Saturday 30 May 2020

My List of Betterment

One of the things that I have committed myself to doing during lockdown, is reading as much as possible. As I have no current required reading for my English degree and am now living a strange limbo between second and third year, I am extremely aware of the fact that for the rest of my degree, I will never again have the same chance to read as much or as widely in a number of periods and styles as I have now. Of course, university is educating me very rigorously in a variety of periods and styles, but for every 'university book' I read, there will be 2, 3, 4+ other books that I should also read, but that university has not required me to do so.

I have just finished reading Andy Miller's The Year of Reading Dangerously, in which Miller discusses the 50 brilliant (and the 2 not so brilliant) books that he dedicated himself to reading over a year. Miller, an editor working in London, decided to read these books having reflected on the fact that reading had lost its place in his life; there were plenty of books he wanted to read, as well as many that he only pretended to others he had read. From this birthed Miller's List of Betterment, compiling a selection of some of the books he felt he ought to read, in order to better himself. Whilst The Year of Reading Dangerously is certainly not the most riveting book I have ever read, for I am much more of a lover of plot-driven fiction (but this is all part of my challenge - reading new genres and styles!!), I am enjoying it. Although I have never pretended to have read a book I have never even opened, I feel I can relate to a lot of what Miller feels about his own reading habits, for reasons discussed above. Before I knew this book existed, I had unintentionally created my own List of Betterment by dedicating my spare time to reading as much as possible before beginning my third year of university. And so as my own experience has now intersected with Miller's, I felt that this was the perfect time to put forward my own List of Betterment, which begins with the beginning of lockdown, and has not ended yet.

There are so many ways in which I could have annotated and subdivided my List of Betterment; e.g., most thought-provoking, most easily readable, most boring, but to avoid unnecessary complications, I felt that the following four categories were the most important: 
  • (gp) = Guilty pleasure, rather than aimed at bettering. There are some other titles in this list that are not particulary 'literary', but if I enjoyed them, then I think they have contributed to my betterment.
  • (dt) = Degree text. I cannot take full credit for my List of Betterment; though books 1-3, 5, and 6 have bettered my reading, they were not my own personal choices. These are texts from my English degree that were either missed due to the sudden closure of term due to covid-19, or from weeks earlier in the year, during which lecturers were striking.
  • ** = Top 7 favourites from my List of Betterment. I decided that 5 favourites was not enough, but 10 was too many.
  • :( = A book I thought would be 'bettering', but sadly was not. Steer clear of it altogether. 

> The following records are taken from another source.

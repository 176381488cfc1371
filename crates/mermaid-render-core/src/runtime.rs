use std::env;
use std::ffi::OsString;
use std::io;
use std::iter;
use std::path::{Path, PathBuf};

use tempfile::TempDir;
use tracing::{debug, info};

use crate::invoke::Invocation;

/// Where a Node.js distribution keeps its pieces on a given platform.
#[derive(Debug, Clone, Copy, PartialEq, Eq)]
pub struct RuntimeLayout {
    pub node: &'static str,
    pub bin_dir: &'static str,
    pub launcher: &'static str,
    pub launcher_script: &'static str,
    /// Appended to command names found on `PATH` (`.cmd` shims on Windows).
    pub shim_suffix: &'static str,
}

pub const UNIX_LAYOUT: RuntimeLayout = RuntimeLayout {
    node: "bin/node",
    bin_dir: "bin",
    launcher: "bin/npx",
    launcher_script: "lib/node_modules/npm/bin/npx-cli.js",
    shim_suffix: "",
};

pub const WINDOWS_LAYOUT: RuntimeLayout = RuntimeLayout {
    node: "node.exe",
    bin_dir: "",
    launcher: "npx.cmd",
    launcher_script: "node_modules/npm/bin/npx-cli.js",
    shim_suffix: ".cmd",
};

/// A private Node.js runtime plus the scratch directory it uses for one run.
///
/// The scratch directory serves as the npm cache and is removed when the
/// guard is dropped, on every exit path of the run that acquired it.
#[derive(Debug)]
pub struct BundledRuntime {
    root: PathBuf,
    node: PathBuf,
    bin_dir: PathBuf,
    launcher: PathBuf,
    launcher_script: PathBuf,
    scratch: TempDir,
}

impl BundledRuntime {
    /// Returns `Ok(None)` when `root` holds no node executable.
    pub fn acquire(root: &Path, layout: &RuntimeLayout) -> io::Result<Option<Self>> {
        let node = root.join(layout.node);
        if !node.is_file() {
            debug!(
                op = "runtime::acquire",
                root = %root.display(),
                "no node executable in bundled runtime"
            );
            return Ok(None);
        }

        let scratch = tempfile::Builder::new()
            .prefix("mermaid_nodejs_")
            .tempdir()?;

        info!(
            op = "runtime::acquire",
            root = %root.display(),
            scratch = %scratch.path().display(),
            "using bundled Node.js runtime"
        );

        Ok(Some(Self {
            root: root.to_path_buf(),
            node,
            bin_dir: root.join(layout.bin_dir),
            launcher: root.join(layout.launcher),
            launcher_script: root.join(layout.launcher_script),
            scratch,
        }))
    }

    pub fn root(&self) -> &Path {
        &self.root
    }

    pub fn node(&self) -> &Path {
        &self.node
    }

    pub fn launcher(&self) -> &Path {
        &self.launcher
    }

    pub fn launcher_script(&self) -> &Path {
        &self.launcher_script
    }

    pub fn scratch_dir(&self) -> &Path {
        self.scratch.path()
    }

    /// Points the invocation at this runtime's binaries and npm cache.
    pub fn configure(&self, invocation: Invocation) -> Invocation {
        let inherited = env::var_os("PATH").unwrap_or_default();
        let search_path = env::join_paths(
            iter::once(self.bin_dir.clone()).chain(env::split_paths(&inherited)),
        )
        .unwrap_or_else(|_| OsString::from(self.bin_dir.as_os_str()));

        invocation
            .env("PATH", search_path)
            .env("npm_config_cache", self.scratch.path().join("npm-cache"))
            .env("npm_config_update_notifier", "false")
    }
}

*Rosie's List Of Betterment (plus 5 university texts, 3 guilty pleasures, and 1 book that I thought would better me, but it did not).
1. The Child in Time, Ian McEwan (dt)
2. The Adoption Papers, Jackie Kay (dt) (a collection of poetry rather than a novel)
3. Zone One, Colson Whitehead (dt)
4. Keep You Close, Lucie Whitehouse
5. She, H. Rider Haggard (dt)
6. Parable of the Sower, Octavia Butler (dt)
7. Queenie, Candice-Carty Williams **
8. The Secret History, Donna Tartt **
9. Lady Chatterley's Lover, D. H. Lawrence
12. The Silence of the Girls, Pat Barker
11. Burial Rites, Hannah Kent
12. The Skeleton Cupboard, Tanya Byron **
13. North and South, Elizabeth Gaskell
14. Where The Crawdads Sing, Delia Owens **
15. Lolita, Vladimir Nabokov
16. Normal People, Sally Rooney (gp)
17. The Penelopiad, Margaret Atwood **
18. Delirium, Lauren Oliver (gp)
19. Why I'm No Longer Talking to White People About Race, Reni-Eddo Lodge **
20. The Blank Wall, Elisabeth Sanxay Holding
21. The Red Tent, Anita Diamant **
22. The Greek Myths: Stories of the Greek Gods and Heroes Vividly Retold, Robin Waterfield and Kathryn Waterfield :(
23. Autumn, Ali Smith
24. The Year of Reading Dangerously, Andy Miller
25. CURRENTLY READING: Pandemonium, Lauren Oliver (gp)

Other titles I intend to read to better myself include Anna Karenina by Leo Tolstoy, Heart of Darkness by Joseph Conrad, The Colour Purple by Alice Walker, and Americanah by Chimamanda Ngozi Adichie. If you wish to keep up with my future reading, or would like to know what else I have read since January, you can keep up with me on Good Reads!

Despite the fact that I was a typical bookworm child growing up, I can't remember the last time I read this many books over a given period of time. I set myself a challenge back in January to read 100 books this year, but I certainly didn't think that by now I would be on track and exceeding the target. The Year of Reading Dangerously was my 46th book of the year, and now I am on my 47th - only 53 more to go!